I'm wondering how this might be summarized in simple terms? It sounds like, after processing some text, the entire prompt is included in the in-memory internal state of the program that's doing inference.
But it seems like it would need to remember the prompt to answer questions about it. How does this interact with the attention mechanism?
I wonder why this is such a surprise, this is in fact what you would naively expect given the way the residual stream is structured no?
Each attention block adds to the residual stream.
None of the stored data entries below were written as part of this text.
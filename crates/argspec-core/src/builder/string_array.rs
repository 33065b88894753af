//! Array-of-strings arguments.

use serde_json::Value;

use super::{lookup, Decoded};
use crate::arg::{Arg, SchemaType};
use crate::error::{ArgError, ExpectedType};

/// Builder for an array-of-strings argument.
///
/// Non-string elements are dropped rather than rejected; only a value that
/// is not an array at all is a type mismatch.
#[must_use]
#[derive(Debug, Clone)]
pub struct StringArrayArgBuilder {
    key: String,
    description: String,
}

impl StringArrayArgBuilder {
    pub(crate) fn new(key: String, description: String) -> Self {
        Self { key, description }
    }

    /// An absent key yields an empty list.
    pub fn optional(self) -> Arg<Vec<String>> {
        let described = self.description.clone();
        self.decoded()
            .optional_or(Vec::new(), Value::Array(Vec::new()), described)
    }

    /// An absent key is rejected; an empty array is accepted.
    pub fn required(self) -> Arg<Vec<String>> {
        self.decoded().required()
    }

    fn decoded(self) -> Decoded<Vec<String>> {
        let key = self.key.clone();
        Decoded::new(self.key, self.description, SchemaType::StringArray, move |arguments| {
            match lookup(arguments, &key) {
                None => Ok(None),
                Some(Value::Array(items)) => Ok(Some(
                    items
                        .iter()
                        .filter_map(|item| item.as_str().map(str::to_string))
                        .collect(),
                )),
                Some(_) => Err(ArgError::TypeMismatch {
                    key: key.clone(),
                    expected: ExpectedType::StringArray,
                }),
            }
        })
    }
}

#[cfg(test)]
mod tests {
    use super::*;
    use crate::arg;
    use crate::validated::Validated;
    use crate::Arguments;
    use serde_json::json;

    fn args(value: Value) -> Arguments {
        match value {
            Value::Object(map) => map,
            _ => panic!("test arguments must be an object"),
        }
    }

    #[test]
    fn test_optional_defaults_to_empty() {
        let a = arg::string_array("names", "Names").optional();
        assert_eq!(a.extract(&Arguments::new()), Validated::Valid(Vec::new()));
        assert_eq!(a.schema_type(), SchemaType::StringArray);
        assert!(!a.is_required());
    }

    #[test]
    fn test_non_string_items_are_dropped() {
        let a = arg::string_array("names", "Names").optional();
        assert_eq!(
            a.extract(&args(json!({"names": ["a", 1, null, "b", {"c": 2}]}))),
            Validated::Valid(vec!["a".to_string(), "b".to_string()])
        );
    }

    #[test]
    fn test_non_array_is_rejected() {
        let a = arg::string_array("names", "Names").optional();
        assert_eq!(
            a.extract(&args(json!({"names": "a,b"}))).error().map(ToString::to_string).as_deref(),
            Some("names must be an array of strings")
        );
    }

    #[test]
    fn test_required_array() {
        let a = arg::string_array("names", "Names").required();
        assert!(a.is_required());
        assert!(!a.extract(&Arguments::new()).is_valid());
        assert_eq!(a.extract(&args(json!({"names": []}))), Validated::Valid(Vec::new()));
    }
}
And we already know from logit-lens type work that the residual stream roughly remains in the same "basis" [1], which I vaguely remember is something that resnet architectures explicitly try to achieve.
So maybe it's my armchair naivety but in order for both of these to hold while the LLM being able to do some sort of "abstraction", it seems like it is natural for the initial token embedding to be projected into some high-dimensional subspace and then as it passes through different attention blocks you get added "deltas" on top of that, filling out other parts of that subspace.
And looking at the overall attention network from an information passing perspective, encoding and having access to the input tokens is certainly a nice thing to have.
Now maybe it could be argued that the original input could be lossily "converted" into some other more abstract representation, but if the latent space is large enough to not force this, then there's probably no strict reason to do so. And in fact we do know that traditional BPE token embeddings don't even form a subspace (there's a fixed vocab size and embeddings are just a lookup table, so it's only just a bunch of scattered points).
I wonder if this work is repeated with something like vision tokens, whether you will get the same results.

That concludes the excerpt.